What If Evolution Bred Reality Out Of Us? : 13.7: Cosmos And Culture : NPR: "most of us wouldn't expect an argument denying the reality of the objective world to come out of evolutionary biology. After all, doesn't evolution tell us we've been tuned to reality by billions of years of natural selection? It makes sense that creatures that can't tell a poisonous snake from a stick shouldn't last long and, therefore, shouldn't pass their genes on to the next generation. That is certainly how the standard argument goes. But Donald Hoffman, a cognitive scientist, isn't buying it. For decades, Hoffman, a professor at the University of California, Irvine, has been studying the links between evolution, perception and intelligence (both natural and machine). Based on that body of work, he thinks we've been missing something fundamental when it comes to fundamental reality. Fundamentally, Hoffman argues, evolution and reality (the objective kind) have almost nothing to do with each other...

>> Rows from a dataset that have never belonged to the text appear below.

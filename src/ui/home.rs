//! Catalog view: hero banner, section carousels, and the hover preview
//!
//! Poster cards are fixed-width cells; the hover card's horizontal placement
//! comes from the shared positioner, working in virtual pixels and mapped
//! back to terminal columns here.

use ratatui::{
    prelude::*,
    widgets::{Block, BorderType, Borders, Clear, Paragraph, Wrap},
};

use crate::app::App;
use crate::preview::{card_position, AnchorRect, Viewport};
use crate::ui::Theme;

/// Poster card width in terminal columns
pub const POSTER_COLS: u16 = 20;
/// Poster card height in terminal rows
pub const POSTER_ROWS: u16 = 5;
/// Virtual pixels per terminal column for the positioner
pub const PX_PER_CELL: f64 = 10.0;

/// Maps a carousel row's cell geometry into the positioner's pixel space
pub struct CellViewport {
    /// Leftmost column of the carousel area
    origin: u16,
    /// Total width of the carousel area in columns
    cols: u16,
    /// First visible poster index (scroll offset)
    offset: usize,
}

impl CellViewport {
    pub fn new(origin: u16, cols: u16, offset: usize) -> Self {
        Self {
            origin,
            cols,
            offset,
        }
    }

    /// Posters that fit in the row
    pub fn visible_posters(&self) -> usize {
        (self.cols / POSTER_COLS) as usize
    }

    /// Leftmost column of the poster at `index`, if visible
    pub fn poster_col(&self, index: usize) -> Option<u16> {
        let slot = index.checked_sub(self.offset)?;
        if slot >= self.visible_posters() {
            return None;
        }
        Some(self.origin + slot as u16 * POSTER_COLS)
    }

    /// Convert a pixel x back to an absolute terminal column, clamped to the
    /// carousel area
    pub fn col_at(&self, px: f64) -> u16 {
        let col = (px / PX_PER_CELL).round() as i64;
        let col = col.clamp(0, self.cols.saturating_sub(1) as i64);
        self.origin + col as u16
    }
}

impl Viewport for CellViewport {
    fn anchor_rect(&self, index: usize) -> AnchorRect {
        let col = self.poster_col(index).unwrap_or(self.origin) - self.origin;
        AnchorRect::new(col as f64 * PX_PER_CELL, POSTER_COLS as f64 * PX_PER_CELL)
    }

    fn width(&self) -> f64 {
        self.cols as f64 * PX_PER_CELL
    }
}

/// Render the catalog page into `area`
pub fn draw_catalog(frame: &mut Frame, app: &App, area: Rect) {
    if app.home.loading.is_loading() {
        let msg = app.home.loading.message().unwrap_or("Loading...");
        let loading = Paragraph::new(msg)
            .style(Theme::loading())
            .alignment(Alignment::Center);
        frame.render_widget(loading, area);
        return;
    }

    if app.home.page.sections.is_empty() {
        let empty = Paragraph::new("The catalog is empty. Press r to retry.")
            .style(Theme::dimmed())
            .alignment(Alignment::Center);
        frame.render_widget(empty, area);
        return;
    }

    let mut constraints = vec![Constraint::Length(4)];
    constraints.extend(
        std::iter::repeat(Constraint::Length(POSTER_ROWS + 1)).take(app.home.page.sections.len()),
    );
    constraints.push(Constraint::Min(0));
    let rows = Layout::vertical(constraints).split(area);

    draw_hero(frame, app, rows[0]);

    for (i, section) in app.home.page.sections.iter().enumerate() {
        draw_carousel(frame, app, i, section, rows[i + 1]);
    }

    draw_hover_preview(frame, app, area, &rows);
}

/// Hero banner: first trending title
fn draw_hero(frame: &mut Frame, app: &App, area: Rect) {
    let Some(hero) = app.home.page.hero() else {
        return;
    };

    let mut lines = vec![Line::from(vec![
        Span::styled(hero.title.clone(), Theme::title()),
        Span::styled(format!("  ({})", hero.year), Theme::dimmed()),
        match hero.rating_badge() {
            Some(badge) => Span::styled(format!("  ★ {}", badge), Theme::star()),
            None => Span::raw(""),
        },
    ])];
    if let Some(genres) = hero.genre_pair() {
        lines.push(Line::styled(genres, Theme::dimmed()));
    }
    if let Some(overview) = &hero.overview {
        lines.push(Line::styled(overview.clone(), Theme::text()));
    }

    let hero_panel = Paragraph::new(lines).wrap(Wrap { trim: true }).block(
        Block::default()
            .borders(Borders::BOTTOM)
            .border_style(Theme::border()),
    );
    frame.render_widget(hero_panel, area);
}

/// One section carousel: label row plus a strip of poster cards
fn draw_carousel(
    frame: &mut Frame,
    app: &App,
    row_idx: usize,
    section: &crate::models::Section,
    area: Rect,
) {
    let is_active_row = row_idx == app.home.row;
    let label = match section.kind {
        crate::models::SectionKind::Trending(w) => format!("{} · {}", section.kind.label(), w),
        _ => section.kind.label().to_string(),
    };
    let label_style = if is_active_row {
        Theme::accent()
    } else {
        Theme::title()
    };
    frame.render_widget(
        Paragraph::new(Span::styled(label, label_style)),
        Rect::new(area.x, area.y, area.width, 1),
    );

    let strip = Rect::new(area.x, area.y + 1, area.width, POSTER_ROWS);
    let Some(row_state) = app.home.rows.get(row_idx) else {
        return;
    };
    let visible = (strip.width / POSTER_COLS) as usize;
    let viewport = CellViewport::new(strip.x, strip.width, row_state.view_offset(visible));

    for (idx, movie) in section.titles.iter().enumerate() {
        let Some(col) = viewport.poster_col(idx) else {
            continue;
        };
        let hovered = is_active_row && idx == row_state.selected;
        let style = if hovered { Theme::card_hover() } else { Theme::card() };
        let border_style = if hovered {
            Theme::border_focused()
        } else {
            Theme::border()
        };

        let mut lines = vec![Line::styled(movie.short_title(), style)];
        if let Some(badge) = movie.rating_badge() {
            lines.push(Line::from(Span::styled(format!("★ {}", badge), Theme::star())));
        }
        lines.push(Line::styled(format!("{}", movie.year), Theme::dimmed()));

        let card = Paragraph::new(lines).style(style).block(
            Block::default()
                .borders(Borders::ALL)
                .border_type(BorderType::Rounded)
                .border_style(border_style),
        );
        let poster_area = Rect::new(col, strip.y, POSTER_COLS.min(strip.width), POSTER_ROWS);
        frame.render_widget(card, poster_area);
    }
}

/// Floating preview card over the hovered poster
fn draw_hover_preview(frame: &mut Frame, app: &App, area: Rect, rows: &[Rect]) {
    if app.scroll_lock.is_locked() {
        // The detail modal supersedes the hover preview
        return;
    }
    let Some(card) = app.home.selected_card() else {
        return;
    };
    if !card.is_hovered() {
        return;
    }
    let Some(row_state) = app.home.rows.get(app.home.row) else {
        return;
    };
    let strip = rows[app.home.row + 1];

    let visible = (strip.width / POSTER_COLS) as usize;
    let viewport = CellViewport::new(strip.x, strip.width, row_state.view_offset(visible));
    let anchor = viewport.anchor_rect(row_state.selected);
    let position = card_position(anchor, viewport.width());
    let (left_px, right_px) = position.bounds(anchor, viewport.width());

    let left = viewport.col_at(left_px);
    let right = viewport.col_at(right_px);
    let width = right.saturating_sub(left).max(POSTER_COLS);

    // Below the hovered strip when there is room, else above it
    let height = 7u16;
    let below = strip.y + POSTER_ROWS + 1;
    let y = if below + height <= area.y + area.height {
        below
    } else {
        strip.y.saturating_sub(height)
    };
    let popup = Rect::new(left, y, width.min(area.width - (left - area.x)), height);

    let movie = &card.movie;
    let mut lines = vec![Line::from(vec![
        Span::styled(movie.short_title(), Theme::title()),
        Span::styled(format!(" ({})", movie.year), Theme::dimmed()),
    ])];
    if let Some(genres) = movie.genre_pair() {
        lines.push(Line::styled(genres, Theme::dimmed()));
    }
    if let Some(badge) = movie.rating_badge() {
        lines.push(Line::from(Span::styled(format!("★ {}", badge), Theme::star())));
    }
    if let Some(overview) = movie.short_overview() {
        lines.push(Line::styled(overview, Theme::text()));
    }
    lines.push(Line::from(vec![
        Span::styled("Enter", Theme::keybind()),
        Span::styled(" more info", Theme::dimmed()),
    ]));

    let preview = Paragraph::new(lines).wrap(Wrap { trim: true }).block(
        Block::default()
            .borders(Borders::ALL)
            .border_type(BorderType::Rounded)
            .border_style(Theme::border_focused())
            .style(Theme::card_hover()),
    );
    frame.render_widget(Clear, popup);
    frame.render_widget(preview, popup);
}

#[cfg(test)]
mod tests {
    use super::*;
    use crate::preview::CardPosition;

    #[test]
    fn test_visible_posters() {
        let viewport = CellViewport::new(0, 80, 0);
        assert_eq!(viewport.visible_posters(), 4);
    }

    #[test]
    fn test_poster_col_respects_offset() {
        let viewport = CellViewport::new(2, 80, 1);
        assert_eq!(viewport.poster_col(0), None);
        assert_eq!(viewport.poster_col(1), Some(2));
        assert_eq!(viewport.poster_col(2), Some(22));
        assert_eq!(viewport.poster_col(5), None);
    }

    #[test]
    fn test_anchor_rect_maps_cells_to_pixels() {
        let viewport = CellViewport::new(0, 80, 0);
        let anchor = viewport.anchor_rect(1);
        assert_eq!(anchor.left, 200.0);
        assert_eq!(anchor.width, 200.0);
        assert_eq!(viewport.width(), 800.0);
    }

    #[test]
    fn test_col_at_clamps_to_area() {
        let viewport = CellViewport::new(5, 80, 0);
        assert_eq!(viewport.col_at(-50.0), 5);
        assert_eq!(viewport.col_at(400.0), 45);
        assert_eq!(viewport.col_at(10_000.0), 84);
    }

    #[test]
    fn test_first_poster_pins_preview_flush_left() {
        let viewport = CellViewport::new(0, 120, 0);
        let anchor = viewport.anchor_rect(0);
        let position = card_position(anchor, viewport.width());
        assert_eq!(position, CardPosition::FlushLeft);
    }
}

In other words, evolution couldn't care less if you perceive objective reality. It only wants you to have sex successfully. As a consequence, your apprehension of the world is tuned to whatever allows that to happen. Thus, your perceptions at the root level have nothing to do with some fundamental physics upon which the fundamental nature of objective independent reality is constructed. Hoffman then builds something even more radical out of his broken link between objective reality and evolution. He calls it conscious realism, and it's based on the premise that "circuits of conscious agents" are what end up defining experienced reality. While there clearly is a world separate from us, Hoffman says, evolution does not give us access to that. Instead, he claims, it's our interactions as conscious agents that give shape to the reality we experience. "I can take separate observers," he told Quanta Magazine, "put them together and create new observers, and keep doing this ad infinitum. It's conscious agents all the way down." This is a pretty head-spinning stuff. Our perceived reality has nothing to do with the world in and of itself? That's the kind of thing that's bound to piss off a whole lot of people in a whole lot of fields. I asked Hoffman about the reaction to his work. "All over the map," he replied. "I'm either a genius or an absolute stupid idiot. The emotions are pretty strong.""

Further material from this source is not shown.